DATASET:
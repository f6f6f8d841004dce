//! Request/response bodies for the completion endpoints.
use serde::{Deserialize, Serialize};

use crate::error::AppError;

/// Body accepted by every completion endpoint. A missing or non-string
/// `text` fails JSON deserialization before a handler runs.
#[derive(Serialize, Deserialize, Debug, Clone)]
pub struct CompletionRequestBody {
    pub text: String,
}

impl CompletionRequestBody {
    /// Uniform boundary validation: whitespace-only input is rejected for
    /// every capability, not just the chatbot.
    pub fn validated(self) -> Result<String, AppError> {
        if self.text.trim().is_empty() {
            return Err(AppError::InvalidInput);
        }
        Ok(self.text)
    }
}
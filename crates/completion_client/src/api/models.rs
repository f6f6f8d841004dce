use serde::{Deserialize, Serialize};

#[derive(Debug, Serialize, Deserialize, Clone, PartialEq)]
pub struct Message {
    pub role: String,
    pub content: String,
}

impl Message {
    pub fn system(content: impl Into<String>) -> Self {
        Self {
            role: "system".to_string(),
            content: content.into(),
        }
    }

    pub fn user(content: impl Into<String>) -> Self {
        Self {
            role: "user".to_string(),
            content: content.into(),
        }
    }
}

/// Per-call sampling parameters. The adapter enforces
/// `max_tokens` in (0, 500] and `temperature` in [0, 1].
#[derive(Debug, Clone, Copy, PartialEq)]
pub struct CompletionParams {
    pub max_tokens: u32,
    pub temperature: f32,
}

#[derive(Debug, Serialize, Clone)]
pub struct ChatCompletionRequest {
    pub model: String,
    pub messages: Vec<Message>,
    pub max_tokens: u32,
    pub temperature: f32,
}

// Every nested field is optional so a missing `choices[0].message.content`
// deserializes instead of erroring; the client maps that to EmptyResponse.
#[derive(Debug, Deserialize)]
pub struct ChatCompletionResponse {
    #[serde(default)]
    pub choices: Vec<Choice>,
}

#[derive(Debug, Deserialize)]
pub struct Choice {
    pub message: Option<ResponseMessage>,
}

#[derive(Debug, Deserialize)]
pub struct ResponseMessage {
    pub content: Option<String>,
}

#[derive(Debug, Deserialize)]
pub struct UpstreamErrorBody {
    pub error: Option<UpstreamErrorDetail>,
}

#[derive(Debug, Deserialize)]
pub struct UpstreamErrorDetail {
    pub message: Option<String>,
}

impl ChatCompletionResponse {
    /// First choice's message content, if the upstream actually sent one.
    pub fn into_content(self) -> Option<String> {
        self.choices
            .into_iter()
            .next()
            .and_then(|choice| choice.message)
            .and_then(|message| message.content)
    }
}
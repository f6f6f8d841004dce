pub mod completion_controller;
pub mod system_controller;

TASK PROMPT:
Your answer should be the listing itself, repeated exactly.

EXERCISE RESULT:
repository f6f6f8d841004dce
//! Request/response bodies for the completion endpoints.
use serde::{Deserialize, Serialize};

use crate::error::AppError;

/// Body accepted by every completion endpoint. A missing or non-string
/// `text` fails JSON deserialization before a handler runs.
#[derive(Serialize, Deserialize, Debug, Clone)]
pub struct CompletionRequestBody {
    pub text: String,
}

impl CompletionRequestBody {
    /// Uniform boundary validation: whitespace-only input is rejected for
    /// every capability, not just the chatbot.
    pub fn validated(self) -> Result<String, AppError> {
        if self.text.trim().is_empty() {
            return Err(AppError::InvalidInput);
        }
        Ok(self.text)
    }
}
filename crates/completion_client/src/api/models.rs
repository f6f6f8d841004dce
use serde::{Deserialize, Serialize};

#[derive(Debug, Serialize, Deserialize, Clone, PartialEq)]
pub struct Message {
    pub role: String,
    pub content: String,
}

impl Message {
    pub fn system(content: impl Into<String>) -> Self {
        Self {
            role: "system".to_string(),
            content: content.into(),
        }
    }

    pub fn user(content: impl Into<String>) -> Self {
        Self {
            role: "user".to_string(),
            content: content.into(),
        }
    }
}

/// Per-call sampling parameters. The adapter enforces
/// `max_tokens` in (0, 500] and `temperature` in [0, 1].
#[derive(Debug, Clone, Copy, PartialEq)]
pub struct CompletionParams {
    pub max_tokens: u32,
    pub temperature: f32,
}

#[derive(Debug, Serialize, Clone)]
pub struct ChatCompletionRequest {
    pub model: String,
    pub messages: Vec<Message>,
    pub max_tokens: u32,
    pub temperature: f32,
}

// Every nested field is optional so a missing `choices[0].message.content`
// deserializes instead of erroring; the client maps that to EmptyResponse.
#[derive(Debug, Deserialize)]
pub struct ChatCompletionResponse {
    #[serde(default)]
    pub choices: Vec<Choice>,
}

#[derive(Debug, Deserialize)]
pub struct Choice {
    pub message: Option<ResponseMessage>,
}

#[derive(Debug, Deserialize)]
pub struct ResponseMessage {
    pub content: Option<String>,
}

#[derive(Debug, Deserialize)]
pub struct UpstreamErrorBody {
    pub error: Option<UpstreamErrorDetail>,
}

#[derive(Debug, Deserialize)]
pub struct UpstreamErrorDetail {
    pub message: Option<String>,
}

impl ChatCompletionResponse {
    /// First choice's message content, if the upstream actually sent one.
    pub fn into_content(self) -> Option<String> {
        self.choices
            .into_iter()
            .next()
            .and_then(|choice| choice.message)
            .and_then(|message| message.content)
    }
}
repository f6f6f8d841004dce
pub mod completion_controller;
pub mod system_controller;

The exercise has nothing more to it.